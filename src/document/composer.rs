//! @acp:module "Document Composer"
//! @acp:summary "Assemble a document from its base template and resolved sections"
//! @acp:domain documents
//! @acp:layer logic
//!
//! Composition never fails. A missing template yields an empty document and
//! a missing section fragment renders as nothing; both are logged.

use chrono::NaiveDate;
use regex::{Captures, Regex};
use serde::{Deserialize, Serialize};
use std::collections::BTreeMap;
use std::sync::LazyLock;

use crate::compliance::{ComplianceFlags, ComplianceFlagsProvider};
use crate::questionnaire::AnswerSet;

use super::content::ContentCatalog;
use super::resolver::{resolve, ResolvedSection};
use super::sections::{slots_for, Slot};
use super::types::DocumentType;

/// `{{TOKEN}}` placeholder, tolerant of inner whitespace
static TOKEN_PATTERN: LazyLock<Regex> =
    LazyLock::new(|| Regex::new(r"\{\{\s*([A-Z][A-Z0-9_]*)\s*\}\}").unwrap());

/// Anything still shaped like a placeholder after substitution
static LEFTOVER_PATTERN: LazyLock<Regex> =
    LazyLock::new(|| Regex::new(r"\{\{[^{}]*\}\}").unwrap());

/// Site-level defaults injected by the caller instead of read from global settings
#[derive(Debug, Clone, Default, PartialEq, Eq, Serialize, Deserialize)]
#[serde(rename_all = "camelCase")]
pub struct SiteProfile {
    #[serde(default)]
    pub name: Option<String>,
    #[serde(default)]
    pub url: Option<String>,
}

/// Scalar metadata tokens: (token, answer id, fallback)
const METADATA_TOKENS: &[(&str, &str, &str)] = &[
    ("COMPANY_NAME", "company_name", "the website operator"),
    ("CONTACT_EMAIL", "contact_email", "the contact address published on this website"),
    ("COMPANY_ADDRESS", "company_address", "the address published on this website"),
    ("COMPANY_PHONE", "company_phone", "the telephone number published on this website"),
    ("GOVERNING_LAW", "governing_law", "the laws of the operator's country of establishment"),
    ("DPO_EMAIL", "dpo_email", "our privacy contact"),
    ("REFUND_POLICY", "refund_policy", "Refunds are handled case by case."),
];

/// Builds documents for one site
pub struct Composer<'a, C: ContentCatalog, F: ComplianceFlagsProvider> {
    catalog: &'a C,
    flags: &'a F,
    site: SiteProfile,
    today: NaiveDate,
}

impl<'a, C: ContentCatalog, F: ComplianceFlagsProvider> Composer<'a, C, F> {
    pub fn new(catalog: &'a C, flags: &'a F) -> Self {
        Self {
            catalog,
            flags,
            site: SiteProfile::default(),
            today: chrono::Utc::now().date_naive(),
        }
    }

    pub fn with_site(mut self, site: SiteProfile) -> Self {
        self.site = site;
        self
    }

    /// Date used when no effective date was answered
    pub fn with_date(mut self, today: NaiveDate) -> Self {
        self.today = today;
        self
    }

    /// Compose `document_type` from `answers`
    pub fn compose(&self, document_type: DocumentType, answers: &AnswerSet) -> String {
        let template = match self.catalog.template(document_type) {
            Ok(t) => t,
            Err(e) => {
                tracing::warn!("Composing {} as empty document: {}", document_type, e);
                return String::new();
            }
        };

        let flags = self.flags.flags();
        let sections = resolve(document_type, answers, &flags);
        let tokens = self.build_tokens(document_type, answers, &flags, &sections);

        scrub_placeholders(&substitute(&template, &tokens))
    }

    /// Token map for a document: metadata plus one entry per slot
    pub fn build_tokens(
        &self,
        document_type: DocumentType,
        answers: &AnswerSet,
        flags: &ComplianceFlags,
        sections: &[ResolvedSection],
    ) -> BTreeMap<String, String> {
        let mut tokens = self.metadata_tokens(document_type, answers, flags);

        for slot in slots_for(document_type) {
            let rendered = self.render_slot(slot, sections, &tokens);
            tokens.insert(slot.token().to_string(), rendered);
        }

        tokens
    }

    fn metadata_tokens(
        &self,
        document_type: DocumentType,
        answers: &AnswerSet,
        flags: &ComplianceFlags,
    ) -> BTreeMap<String, String> {
        let mut tokens: BTreeMap<String, String> = METADATA_TOKENS
            .iter()
            .map(|(token, id, fallback)| {
                let value = answers.text(id).unwrap_or(fallback);
                (token.to_string(), value.to_string())
            })
            .collect();

        let site_name = answers
            .text("site_name")
            .or(self.site.name.as_deref())
            .unwrap_or("this website");
        let site_url = answers
            .text("site_url")
            .or(self.site.url.as_deref())
            .unwrap_or("");
        let effective_date = answers
            .text("effective_date")
            .map(str::to_string)
            .unwrap_or_else(|| self.today.format("%B %-d, %Y").to_string());
        let retention = answers
            .get("data_retention_days")
            .filter(|v| !v.is_blank())
            .map(|v| v.to_string())
            .unwrap_or_else(|| "as long as necessary for the purposes described".to_string());
        let frameworks: Vec<&str> = flags.enabled().map(|j| j.name()).collect();

        tokens.insert("SITE_NAME".into(), site_name.to_string());
        tokens.insert("SITE_URL".into(), site_url.to_string());
        tokens.insert("EFFECTIVE_DATE".into(), effective_date);
        tokens.insert("RETENTION_DAYS".into(), retention);
        tokens.insert("DOCUMENT_TITLE".into(), document_type.title().to_string());
        tokens.insert("COMPLIANCE_FRAMEWORKS".into(), frameworks.join(", "));
        tokens
    }

    /// Concatenate the fragments of every section in `slot`, or its fallback
    fn render_slot(
        &self,
        slot: Slot,
        sections: &[ResolvedSection],
        metadata: &BTreeMap<String, String>,
    ) -> String {
        let fragments: Vec<String> = sections
            .iter()
            .filter(|s| s.rule.slot == slot)
            .filter_map(|s| match self.catalog.section(s.id()) {
                Ok(body) => Some(substitute(body.trim(), metadata)),
                Err(e) => {
                    tracing::warn!("Skipping section {}: {}", s.id(), e);
                    None
                }
            })
            .filter(|body| !body.is_empty())
            .collect();

        if fragments.is_empty() {
            slot.fallback().unwrap_or_default().to_string()
        } else {
            fragments.join("\n")
        }
    }
}

/// Single pass of `{{TOKEN}}` substitution; unknown tokens are left in place
pub fn substitute(template: &str, tokens: &BTreeMap<String, String>) -> String {
    TOKEN_PATTERN
        .replace_all(template, |caps: &Captures| match tokens.get(&caps[1]) {
            Some(value) => value.clone(),
            None => caps[0].to_string(),
        })
        .into_owned()
}

/// Remove any placeholder that survived substitution
pub fn scrub_placeholders(text: &str) -> String {
    LEFTOVER_PATTERN.replace_all(text, "").into_owned()
}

▸ How to complete this task:
The lines to return are those in the records above that hold the word "rendered".

▸ Exercise result:
            let rendered = self.render_slot(slot, sections, &tokens);
            tokens.insert(slot.token().to_string(), rendered);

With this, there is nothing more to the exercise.